Please show every line from the entries that carries the word "when".
--- RECORDS FOR THIS EXERCISE ---
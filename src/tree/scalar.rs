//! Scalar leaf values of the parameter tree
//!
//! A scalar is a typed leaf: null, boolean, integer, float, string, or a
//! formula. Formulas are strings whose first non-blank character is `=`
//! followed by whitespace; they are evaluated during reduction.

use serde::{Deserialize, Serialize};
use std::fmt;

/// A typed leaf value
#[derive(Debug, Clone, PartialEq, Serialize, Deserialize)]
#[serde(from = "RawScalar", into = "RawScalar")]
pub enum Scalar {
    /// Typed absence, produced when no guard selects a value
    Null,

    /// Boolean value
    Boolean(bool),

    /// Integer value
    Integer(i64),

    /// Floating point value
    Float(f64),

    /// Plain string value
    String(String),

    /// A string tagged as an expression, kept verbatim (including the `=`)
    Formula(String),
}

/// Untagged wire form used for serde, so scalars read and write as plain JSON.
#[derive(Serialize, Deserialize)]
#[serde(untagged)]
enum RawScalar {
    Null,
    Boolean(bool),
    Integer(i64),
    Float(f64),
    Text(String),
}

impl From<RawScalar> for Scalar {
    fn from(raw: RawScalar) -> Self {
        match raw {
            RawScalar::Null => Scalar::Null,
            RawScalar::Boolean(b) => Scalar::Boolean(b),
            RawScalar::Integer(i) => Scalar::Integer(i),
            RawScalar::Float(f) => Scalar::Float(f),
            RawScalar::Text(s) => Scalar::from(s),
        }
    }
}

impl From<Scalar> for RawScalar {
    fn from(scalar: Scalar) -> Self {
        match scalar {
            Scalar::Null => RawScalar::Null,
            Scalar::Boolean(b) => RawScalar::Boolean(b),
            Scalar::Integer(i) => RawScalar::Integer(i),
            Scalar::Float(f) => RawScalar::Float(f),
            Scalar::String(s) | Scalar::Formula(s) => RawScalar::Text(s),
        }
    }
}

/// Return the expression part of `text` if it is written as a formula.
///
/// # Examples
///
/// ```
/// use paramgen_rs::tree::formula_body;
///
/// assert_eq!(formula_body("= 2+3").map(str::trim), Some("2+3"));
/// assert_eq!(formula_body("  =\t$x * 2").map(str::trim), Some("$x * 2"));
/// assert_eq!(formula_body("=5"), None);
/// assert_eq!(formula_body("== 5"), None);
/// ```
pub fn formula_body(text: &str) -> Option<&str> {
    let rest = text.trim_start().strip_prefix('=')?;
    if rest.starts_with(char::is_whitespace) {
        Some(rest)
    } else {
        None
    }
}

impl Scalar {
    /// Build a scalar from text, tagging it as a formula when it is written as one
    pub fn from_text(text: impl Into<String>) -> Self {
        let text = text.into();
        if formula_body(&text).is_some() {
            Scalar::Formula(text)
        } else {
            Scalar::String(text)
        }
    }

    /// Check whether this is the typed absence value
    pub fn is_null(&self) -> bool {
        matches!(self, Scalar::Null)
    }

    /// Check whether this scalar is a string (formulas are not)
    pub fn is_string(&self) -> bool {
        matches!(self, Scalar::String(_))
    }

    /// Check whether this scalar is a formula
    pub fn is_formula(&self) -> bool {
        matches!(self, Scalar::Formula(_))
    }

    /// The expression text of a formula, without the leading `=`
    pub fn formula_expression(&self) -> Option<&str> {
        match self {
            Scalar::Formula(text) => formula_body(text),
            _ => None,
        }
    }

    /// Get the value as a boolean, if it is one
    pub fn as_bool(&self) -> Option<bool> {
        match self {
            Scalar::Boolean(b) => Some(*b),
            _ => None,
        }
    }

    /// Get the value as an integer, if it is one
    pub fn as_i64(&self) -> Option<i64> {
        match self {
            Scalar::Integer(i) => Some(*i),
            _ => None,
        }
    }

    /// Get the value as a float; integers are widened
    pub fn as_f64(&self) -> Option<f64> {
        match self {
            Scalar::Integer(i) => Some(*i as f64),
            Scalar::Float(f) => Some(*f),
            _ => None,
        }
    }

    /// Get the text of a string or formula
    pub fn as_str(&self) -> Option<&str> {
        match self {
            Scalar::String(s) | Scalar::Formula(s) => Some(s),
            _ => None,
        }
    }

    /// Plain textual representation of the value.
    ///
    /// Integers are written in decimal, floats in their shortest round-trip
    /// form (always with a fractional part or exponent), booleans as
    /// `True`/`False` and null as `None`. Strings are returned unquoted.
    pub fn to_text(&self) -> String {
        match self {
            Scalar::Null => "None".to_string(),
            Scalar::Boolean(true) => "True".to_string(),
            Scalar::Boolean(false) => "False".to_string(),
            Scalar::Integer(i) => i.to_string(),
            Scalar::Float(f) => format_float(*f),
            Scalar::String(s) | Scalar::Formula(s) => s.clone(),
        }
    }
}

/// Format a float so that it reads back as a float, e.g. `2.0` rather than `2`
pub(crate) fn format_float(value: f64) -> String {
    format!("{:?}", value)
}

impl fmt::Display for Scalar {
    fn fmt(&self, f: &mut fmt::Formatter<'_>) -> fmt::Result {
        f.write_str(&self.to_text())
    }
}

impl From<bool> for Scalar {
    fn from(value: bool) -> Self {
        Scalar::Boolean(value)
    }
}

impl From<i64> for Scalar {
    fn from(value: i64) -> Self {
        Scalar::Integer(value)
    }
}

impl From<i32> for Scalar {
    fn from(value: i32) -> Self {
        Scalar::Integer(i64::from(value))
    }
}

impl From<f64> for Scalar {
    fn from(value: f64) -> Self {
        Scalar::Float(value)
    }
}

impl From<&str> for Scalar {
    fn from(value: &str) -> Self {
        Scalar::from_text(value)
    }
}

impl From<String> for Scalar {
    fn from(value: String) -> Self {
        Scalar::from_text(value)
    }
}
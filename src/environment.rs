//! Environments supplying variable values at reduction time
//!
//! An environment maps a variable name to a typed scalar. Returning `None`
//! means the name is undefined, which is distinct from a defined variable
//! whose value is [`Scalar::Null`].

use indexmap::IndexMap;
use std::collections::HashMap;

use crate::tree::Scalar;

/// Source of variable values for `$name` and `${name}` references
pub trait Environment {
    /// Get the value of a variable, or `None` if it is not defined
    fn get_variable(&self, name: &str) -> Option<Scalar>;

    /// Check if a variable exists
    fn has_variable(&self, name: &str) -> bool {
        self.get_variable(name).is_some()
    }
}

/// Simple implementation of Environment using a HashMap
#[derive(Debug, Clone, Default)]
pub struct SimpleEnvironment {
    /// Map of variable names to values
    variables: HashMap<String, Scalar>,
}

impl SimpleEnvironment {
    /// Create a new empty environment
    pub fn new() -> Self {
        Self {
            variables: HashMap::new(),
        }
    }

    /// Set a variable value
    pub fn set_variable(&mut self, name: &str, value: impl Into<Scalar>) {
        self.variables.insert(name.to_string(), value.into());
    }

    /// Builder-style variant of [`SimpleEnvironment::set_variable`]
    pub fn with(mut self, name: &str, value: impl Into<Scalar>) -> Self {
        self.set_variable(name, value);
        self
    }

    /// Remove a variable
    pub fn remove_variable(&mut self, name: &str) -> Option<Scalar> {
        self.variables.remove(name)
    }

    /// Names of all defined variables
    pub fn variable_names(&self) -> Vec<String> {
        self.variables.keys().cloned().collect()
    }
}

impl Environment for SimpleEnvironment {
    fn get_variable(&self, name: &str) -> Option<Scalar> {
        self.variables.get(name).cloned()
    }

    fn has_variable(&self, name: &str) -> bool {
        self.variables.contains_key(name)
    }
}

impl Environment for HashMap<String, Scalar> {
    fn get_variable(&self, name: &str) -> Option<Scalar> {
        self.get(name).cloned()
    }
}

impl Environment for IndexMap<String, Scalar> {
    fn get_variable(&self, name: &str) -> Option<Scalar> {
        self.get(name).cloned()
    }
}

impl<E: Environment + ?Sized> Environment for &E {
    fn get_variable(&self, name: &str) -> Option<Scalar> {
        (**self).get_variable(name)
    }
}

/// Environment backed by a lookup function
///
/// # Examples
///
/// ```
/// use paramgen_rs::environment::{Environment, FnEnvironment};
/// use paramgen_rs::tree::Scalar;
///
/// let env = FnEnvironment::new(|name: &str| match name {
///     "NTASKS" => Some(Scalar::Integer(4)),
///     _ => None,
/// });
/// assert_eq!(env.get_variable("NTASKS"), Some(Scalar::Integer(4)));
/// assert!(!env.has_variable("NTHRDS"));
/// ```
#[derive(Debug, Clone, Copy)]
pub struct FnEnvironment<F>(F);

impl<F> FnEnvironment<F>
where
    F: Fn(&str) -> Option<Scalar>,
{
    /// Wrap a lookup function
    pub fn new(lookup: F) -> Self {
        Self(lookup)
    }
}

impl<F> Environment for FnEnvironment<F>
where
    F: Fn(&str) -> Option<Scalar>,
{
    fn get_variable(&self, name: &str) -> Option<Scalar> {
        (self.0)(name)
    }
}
---
• [ANSWER TO THIS EXERCISE]
    /// Typed absence, produced when no guard selects a value
    /// Build a scalar from text, tagging it as a formula when it is written as one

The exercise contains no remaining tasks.